US Tobacco co says it's not only eyeing the unaddressed Indian market but also the untapped talent pool.
US tobacco MNC Philip Morris International is pushing for regulatory changes in India to allow the maker of Marlboro cigarettes to invest in India besides launching its smoke-free products.
«In India, we are engaging with the government… we really would love to have a regulatory environment in India where we could bring these products to the people that are smoking here,» said Frederic de Wilde, President South and Southeast Asia, Commonwealth of Independent States, Middle East and Africa Region at Philip Morris. The company's smoke-free alternatives are non-combusting and include heated tobacco products and nicotine pouches. «With the proof that these products are working, we must bring them to the people who cannot quit smoking,» he said.

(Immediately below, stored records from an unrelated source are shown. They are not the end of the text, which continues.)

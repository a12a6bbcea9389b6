#![allow(dead_code)]

use std::collections::HashMap;
use std::fs;
use std::path::PathBuf;
use std::sync::atomic::{AtomicUsize, Ordering};
use std::sync::{Arc, Mutex};

use anyhow::Result;
use kbl_dashboard::data_service::{DataService, ScoringCache, FIXTURES_RANGE, SCORING_RANGE};
use kbl_dashboard::sheet_rows::Grid;
use kbl_dashboard::sheets_client::{parse_values_response, SheetSource};

pub fn read_fixture(name: &str) -> String {
    let mut path = PathBuf::from(env!("CARGO_MANIFEST_DIR"));
    path.push("tests");
    path.push("fixtures");
    path.push(name);
    fs::read_to_string(path).expect("fixture file should be readable")
}

pub fn fixture_grid(name: &str) -> Grid {
    parse_values_response(&read_fixture(name)).expect("fixture should parse")
}

pub fn owner_labels() -> Vec<String> {
    [
        "Super Strikers (Alex)",
        "Night Owls (Priya)",
        "Boundary Hunters (Marco)",
        "Spin Doctors (Lena)",
    ]
    .iter()
    .map(|s| s.to_string())
    .collect()
}

/// In-memory sheet keyed by range; ranges without an entry fail like a network error.
#[derive(Clone, Default)]
pub struct FakeSheet {
    ranges: Arc<Mutex<HashMap<String, Grid>>>,
    reads: Arc<AtomicUsize>,
}

impl FakeSheet {
    pub fn with_range(self, range: &str, grid: Grid) -> Self {
        self.set_range(range, grid);
        self
    }

    pub fn set_range(&self, range: &str, grid: Grid) {
        self.ranges.lock().unwrap().insert(range.to_string(), grid);
    }

    pub fn clear_range(&self, range: &str) {
        self.ranges.lock().unwrap().remove(range);
    }

    pub fn reads(&self) -> usize {
        self.reads.load(Ordering::SeqCst)
    }
}

impl SheetSource for FakeSheet {
    async fn read_range(&self, range: &str) -> Result<Grid> {
        self.reads.fetch_add(1, Ordering::SeqCst);
        self.ranges
            .lock()
            .unwrap()
            .get(range)
            .cloned()
            .ok_or_else(|| anyhow::anyhow!("quota exceeded for {range}"))
    }
}

pub fn league_sheet() -> FakeSheet {
    FakeSheet::default()
        .with_range(SCORING_RANGE, fixture_grid("scoring_values.json"))
        .with_range(FIXTURES_RANGE, fixture_grid("fixtures_values.json"))
}

pub fn live_service(sheet: FakeSheet) -> DataService<FakeSheet> {
    DataService::new(sheet, owner_labels(), None)
}

pub fn cached_service(sheet: FakeSheet) -> DataService<FakeSheet> {
    DataService::new(
        sheet,
        owner_labels(),
        Some(Arc::new(ScoringCache::new("scoring"))),
    )
}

Wilde was speaking at the ET NOW Global Business Summit 2025.
In addition to prohibiting foreign direct investment in the tobacco sector, India has banned vaping/e-cigarettes that do not require combustion. This effectively bars companies from selling other smoke-free cigarettes or tobacco products in India, which are rapidly gaining popularity in developed nations.

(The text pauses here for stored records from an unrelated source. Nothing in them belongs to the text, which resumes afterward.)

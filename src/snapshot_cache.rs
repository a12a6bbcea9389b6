use std::future::Future;
use std::sync::atomic::{AtomicUsize, Ordering};
use std::sync::{Arc, PoisonError, RwLock};

use chrono::{DateTime, Utc};
use tracing::{info, warn};

use crate::error::FetchError;

#[derive(Debug, Clone, PartialEq)]
pub struct Snapshot<T> {
    pub value: T,
    pub fetched_at: DateTime<Utc>,
}

impl<T> Snapshot<T> {
    pub fn new(value: T) -> Self {
        Self {
            value,
            fetched_at: Utc::now(),
        }
    }
}

/// Latest successful value plus its fetch time.
///
/// Only refreshes write the slot; a replacement swaps the whole `Arc`, so
/// readers see either the old snapshot or the new one.
pub struct SnapshotCache<T> {
    name: &'static str,
    slot: RwLock<Option<Arc<Snapshot<T>>>>,
    in_flight: AtomicUsize,
}

impl<T> SnapshotCache<T> {
    pub fn new(name: &'static str) -> Self {
        Self {
            name,
            slot: RwLock::new(None),
            in_flight: AtomicUsize::new(0),
        }
    }

    pub fn latest(&self) -> Option<Arc<Snapshot<T>>> {
        self.slot
            .read()
            .unwrap_or_else(PoisonError::into_inner)
            .clone()
    }

    pub fn store(&self, snapshot: Snapshot<T>) -> Arc<Snapshot<T>> {
        let snapshot = Arc::new(snapshot);
        *self.slot.write().unwrap_or_else(PoisonError::into_inner) = Some(Arc::clone(&snapshot));
        snapshot
    }

    pub fn is_refreshing(&self) -> bool {
        self.in_flight.load(Ordering::SeqCst) > 0
    }

    /// Runs `fetch` and stores its value; a failure is logged and the previous
    /// snapshot stays in place.
    pub async fn refresh<F>(&self, fetch: F) -> bool
    where
        F: Future<Output = Result<T, FetchError>>,
    {
        let outcome = {
            let _guard = InFlight::enter(&self.in_flight);
            fetch.await
        };
        match outcome {
            Ok(value) => {
                let snapshot = self.store(Snapshot::new(value));
                info!(cache = self.name, fetched_at = %snapshot.fetched_at.to_rfc3339(), "cache refreshed");
                true
            }
            Err(err) => {
                warn!(cache = self.name, error = %err, "cache refresh failed; keeping previous snapshot");
                false
            }
        }
    }
}

// Released on drop, so a cancelled refresh does not stay counted.
struct InFlight<'a>(&'a AtomicUsize);

impl<'a> InFlight<'a> {
    fn enter(counter: &'a AtomicUsize) -> Self {
        counter.fetch_add(1, Ordering::SeqCst);
        Self(counter)
    }
}

impl Drop for InFlight<'_> {
    fn drop(&mut self) {
        self.0.fetch_sub(1, Ordering::SeqCst);
    }
}
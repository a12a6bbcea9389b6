use std::sync::Arc;
use std::time::Duration;

use tokio::task::JoinHandle;
use tokio::time::{interval, MissedTickBehavior};
use tracing::debug;

use crate::data_service::DataService;
use crate::sheets_client::SheetSource;

pub const DEFAULT_POLL_INTERVAL: Duration = Duration::from_secs(3 * 60);

/// Refreshes the scoring cache right away and then every `every`.
///
/// Each tick spawns its own refresh, so a slow poll does not hold back the next one.
pub fn spawn_scoring_poller<S: SheetSource>(
    service: Arc<DataService<S>>,
    every: Duration,
) -> JoinHandle<()> {
    tokio::spawn(async move {
        let mut ticker = interval(every);
        ticker.set_missed_tick_behavior(MissedTickBehavior::Delay);
        loop {
            ticker.tick().await;
            debug!("polling scoring sheet");
            let service = Arc::clone(&service);
            tokio::spawn(async move {
                service.refresh_scoring_cache().await;
            });
        }
    })
}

Philip Morris operates through its Indian affiliate IPM India Wholesale Trading—a JV between Philip Morris Brands Sarl of Switzerland and two Indian partners, Godfrey Phillips India and K.K. Modi Investment & Financial Services.
«There is a peculiarity in the tobacco sector. People want their products, and if the supply chain is disrupted, this opens the door to what we call illicit trade, contraband,» said Wilde. He noted that the biggest challenge for Philip Morris in many countries, including India, is regulation.